Some strengths must be acknowledged. We categorised breast-feeding practices according to the WHO(27) and adjusted by pregestational BMI, GWG and parity, which are important confounders of the association between breast-feeding and postpartum weight change(Reference Neville, McKinley and Holmes19). Studying breast-feeding at 1 month postpartum may be seen as a limitation but, by doing this, we were confident that the exposure (i.e. breast-feeding) preceded the outcome of interest (i.e. patterns of weight change). The WHO recommends practicing exclusive breast-feeding for at least 6 months postpartum(51).
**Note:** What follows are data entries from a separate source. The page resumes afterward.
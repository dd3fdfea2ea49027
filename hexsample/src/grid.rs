use std::borrow::Cow;
use std::collections::BTreeSet;

use anyhow::Result;
use geojson::{Feature, FeatureCollection};
use serde::{Deserialize, Serialize};

use geom::{Bounds, Distance, Frame, MultiPolygon, Polygon, Pt2D};
use hexutil::prettyprint_usize;

use crate::StudyArea;

/// Refuse to lay out more hexagons than this; the radius is too small for the study area.
const MAX_CANDIDATE_HEXAGONS: f64 = 10_000_000.0;
/// Relative to a hexagon's area. Boolean ops on floats aren't exact, so cuts within this of
/// nothing or of the whole hexagon are treated as such.
const AREA_TOLERANCE: f64 = 1e-6;

/// What geometry a tile keeps when it straddles the study area's boundary.
#[derive(Clone, Copy, Debug, PartialEq, Eq, Serialize, Deserialize)]
#[serde(rename_all = "lowercase")]
pub enum TileShape {
    /// Keep the complete hexagon. Every tile has the same shape and its centroid is the hexagon's
    /// center.
    Whole,
    /// Keep only the part inside the study area. Boundary tiles get smaller, and their centroids
    /// move inwards.
    Clipped,
}

impl Default for TileShape {
    fn default() -> TileShape {
        TileShape::Whole
    }
}

/// Vertical distance between rows of hexagon centers.
#[derive(Clone, Copy, Debug, PartialEq, Eq, Serialize, Deserialize)]
#[serde(rename_all = "lowercase")]
pub enum RowStep {
    /// `radius * sqrt(3)`. Rows are spaced a full hexagon apart, so the lattice leaves gaps
    /// between rows, and samples in a gap belong to no tile.
    Standard,
    /// `radius * sqrt(3) / 2`. Rows overlap, and the tiles completely cover the study area.
    Dense,
}

impl Default for RowStep {
    fn default() -> RowStep {
        RowStep::Dense
    }
}

impl RowStep {
    fn dy(self, radius: f64) -> f64 {
        match self {
            RowStep::Standard => radius * 3.0_f64.sqrt(),
            RowStep::Dense => radius * 3.0_f64.sqrt() / 2.0,
        }
    }
}

#[derive(Clone, Copy, Debug, Default, PartialEq, Eq, Serialize, Deserialize)]
pub struct GridOptions {
    #[serde(default)]
    pub shape: TileShape,
    #[serde(default)]
    pub row_step: RowStep,
}

#[derive(Clone, Debug, PartialEq)]
pub struct HexTile {
    /// Unique within one grid. Grids produced by `HexGrid::generate` number tiles 0..N.
    pub id: usize,
    pub geometry: MultiPolygon,
    /// Computed from `geometry`, so it respects the grid's `TileShape`
    pub centroid: Pt2D,
}

impl HexTile {
    /// `None` if the geometry has no centroid.
    pub fn new(id: usize, geometry: MultiPolygon) -> Option<HexTile> {
        let centroid = geometry.centroid()?;
        Some(HexTile {
            id,
            geometry,
            centroid,
        })
    }

    pub fn intersects_pt(&self, pt: Pt2D) -> bool {
        self.geometry.intersects_pt(pt)
    }
}

/// Hexagons covering a study area, all in one projected frame. Read-only once generated.
#[derive(Clone, Debug, PartialEq)]
pub struct HexGrid {
    pub frame: Frame,
    pub tiles: Vec<HexTile>,
}

impl HexGrid {
    /// Accepts tiles from anywhere. Nothing checks that the IDs are unique; see `has_unique_ids`.
    pub fn new(frame: Frame, tiles: Vec<HexTile>) -> HexGrid {
        HexGrid { frame, tiles }
    }

    pub fn empty(frame: Frame) -> HexGrid {
        HexGrid::new(frame, Vec::new())
    }

    pub fn len(&self) -> usize {
        self.tiles.len()
    }

    pub fn is_empty(&self) -> bool {
        self.tiles.is_empty()
    }

    /// Tiles whole hexagons over the study area with the default options.
    pub fn generate(area: &StudyArea, radius: f64, frame: &Frame) -> Result<HexGrid> {
        HexGrid::generate_with_options(area, radius, frame, GridOptions::default())
    }

    /// Lays pointy-top hexagons over the study area's bounding box, buffered by two radii, then
    /// keeps the ones overlapping the study area with positive area. The study area is
    /// reprojected into `frame` first if needed.
    ///
    /// An empty study area or a useless radius produces an empty grid and a warning. A frame
    /// that isn't projected is an error, since hexagon sizes are in meters.
    pub fn generate_with_options(
        area: &StudyArea,
        radius: f64,
        frame: &Frame,
        opts: GridOptions,
    ) -> Result<HexGrid> {
        if area.is_empty() {
            warn!("The study area is empty, so there's no hex grid");
            return Ok(HexGrid::empty(frame.clone()));
        }
        if !frame.is_projected() {
            bail!(
                "Can't generate a hex grid in {}, since it isn't measured in meters",
                frame
            );
        }
        if !radius.is_finite() || radius <= 0.0 {
            warn!("Hexagon radius {} is unusable, so there's no hex grid", radius);
            return Ok(HexGrid::empty(frame.clone()));
        }
        let area = if area.frame.as_ref() == Some(frame) {
            Cow::Borrowed(area)
        } else {
            Cow::Owned(area.reproject(frame)?)
        };

        let bounds = area.get_bounds();
        let buffer = 2.0 * radius;
        let width = bounds.width() + 2.0 * buffer;
        let height = bounds.height() + 2.0 * buffer;
        // Hexagon areas are proportional to radius^2
        if !width.is_finite() || !height.is_finite() || !(radius * radius).is_finite() {
            warn!("Hexagon radius {} is too large to lay out, so there's no hex grid", radius);
            return Ok(HexGrid::empty(frame.clone()));
        }
        let dx = 1.5 * radius;
        let dy = opts.row_step.dy(radius);
        let estimate = ((width / dx).ceil() + 1.0) * ((height / dy).ceil() + 1.0);
        if estimate > MAX_CANDIDATE_HEXAGONS {
            bail!(
                "A radius of {}m would need about {} hexagons over a {:.0}m by {:.0}m study area; \
                 use a bigger radius",
                radius,
                estimate,
                bounds.width(),
                bounds.height()
            );
        }

        let candidates = lay_hexagons(
            &bounds.buffer(Distance::meters(buffer)),
            radius,
            opts.row_step,
        );
        if candidates.is_empty() {
            warn!("No hexagons fit over the study area with radius {}m", radius);
            return Ok(HexGrid::empty(frame.clone()));
        }

        let mut tiles = Vec::new();
        for hexagon in candidates {
            if !bounds.overlaps(&hexagon.get_bounds()) {
                continue;
            }
            let cut = area.mask.intersection(&hexagon);
            let full = hexagon.area();
            if cut.is_empty() || cut.area() <= AREA_TOLERANCE * full {
                continue;
            }
            let fully_inside = (cut.area() - full).abs() <= AREA_TOLERANCE * full;
            let geometry = if opts.shape == TileShape::Whole || fully_inside {
                MultiPolygon::from(hexagon)
            } else {
                cut
            };
            // IDs are dense over the survivors
            if let Some(tile) = HexTile::new(tiles.len(), geometry) {
                tiles.push(tile);
            }
        }

        if tiles.is_empty() {
            warn!("None of the hexagons overlap the study area");
        } else {
            info!(
                "Kept {} hexagons with radius {}m over the study area",
                prettyprint_usize(tiles.len()),
                radius
            );
        }
        Ok(HexGrid::new(frame.clone(), tiles))
    }

    pub fn has_unique_ids(&self) -> bool {
        let mut seen = BTreeSet::new();
        self.tiles.iter().all(|t| seen.insert(t.id))
    }

    /// Renumbers tiles 0..N in their current order.
    pub fn with_dense_ids(mut self) -> HexGrid {
        for (idx, tile) in self.tiles.iter_mut().enumerate() {
            tile.id = idx;
        }
        self
    }

    /// One feature per tile, with `hex_id` and the centroid as properties.
    pub fn to_geojson(&self) -> FeatureCollection {
        let features = self
            .tiles
            .iter()
            .map(|tile| {
                let mut feature = Feature {
                    bbox: None,
                    geometry: Some(tile.geometry.to_geojson()),
                    id: None,
                    properties: None,
                    foreign_members: None,
                };
                feature.set_property("hex_id", tile.id);
                feature.set_property("centroid_x", tile.centroid.x());
                feature.set_property("centroid_y", tile.centroid.y());
                feature
            })
            .collect();
        crate::export::feature_collection(features, Some(&self.frame))
    }
}

/// Every hexagon of the lattice covering the bounds, row by row. Centers are computed from their
/// row and column index, never accumulated, so the same inputs give bit-identical hexagons.
fn lay_hexagons(bounds: &Bounds, radius: f64, row_step: RowStep) -> Vec<Polygon> {
    let dx = 1.5 * radius;
    let dy = row_step.dy(radius);

    let mut hexagons = Vec::new();
    for row in 0.. {
        let y = bounds.min_y + (row as f64) * dy;
        if y >= bounds.max_y {
            break;
        }
        let offset = if row % 2 == 1 { dx / 2.0 } else { 0.0 };
        for col in 0.. {
            let x = bounds.min_x + offset + (col as f64) * dx;
            if x >= bounds.max_x {
                break;
            }
            hexagons.push(Polygon::hexagon(Pt2D::new(x, y), Distance::meters(radius)));
        }
    }
    debug!(
        "Laid out {} candidate hexagons",
        prettyprint_usize(hexagons.len())
    );
    hexagons
}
Therefore, our results on the association between breast-feeding and PPWR must be interpreted with caution and should be replicated in future studies. A strength of the current study is that most weights used for the analysis were objectively measured by trained personnel. One exception was weight at 12 months that was imputed for a subset of women. The results excluding this subset of women were comparable with those of the primary analysis that included women with imputed and non-imputed weights. Self-reported pregestational weight is highly subject to error in this population, and misreporting can be substantial(Reference Thomas, Oken and Rifas-Shiman23). In the absence of measured pregestational weight, using an estimated pregestational weight rigorously validated, instead of self-reported, might be a strength of this analysis.
Conclusions
We found that while most women return to their pregestational weight 1 year after delivery, an important subset experiences retention of gestational weight, weight gain or both, which may increase their long-term risk of obesity and metabolic diseases. Although our results need to be replicated in a different population, they suggest that these adverse patterns of weight change may be prevented by targeting women with pregestational overweight or obesity and excessive GWG, and by promoting exclusive breast-feeding. Future studies should test whether targeting these high-risk women and promoting breast-feeding has an impact on postpartum weight change and long-term women’s health.
Acknowledgements
Acknowledgements: We thank the Centro Médico ABC and the National Institute of Perinatology, México, for their support with the current research. Financial support: The current work was supported by the National Institute of Environmental Health Sciences, grants nos. R01 ES013744, P30 ES023515, R01 ES021357, R24 ES028522, and partially funded by the National Institute of Public Health/Ministry of Health of Mexico. The funding sources had no role in the design of the study, in the analysis, interpretation of the data or the writing of the manuscript. Conflict of interest: The authors declare that they have no competing interests. Authorship: D.C.S.C. conceptualised and designed the study, carried out the statistical analysis, interpretation of the data and drafted the manuscript M.M.T.R., B.T.V. and R.L.R. participated in the conceptualisation and design of the study, interpretation of the data and critically reviewed the manuscript. E.O. helped in the interpretation of the data and critically reviewed the manuscript. R.O.W., A.C., M.L.P.Z., A.A.B., A.C.J., M.A.O. and I.R.S. critically reviewed the manuscript. Ethics of human subject participation: The current study was conducted according to the guidelines laid down in the Declaration of Helsinki, and all procedures involving human subjects/patients were approved by the Committees on Ethics, Biosafety and Research at the Mexican National Institute of Public Health, as well as the Institutional Review Boards of the participating institutions. Written informed consent was obtained from all subjects/patients.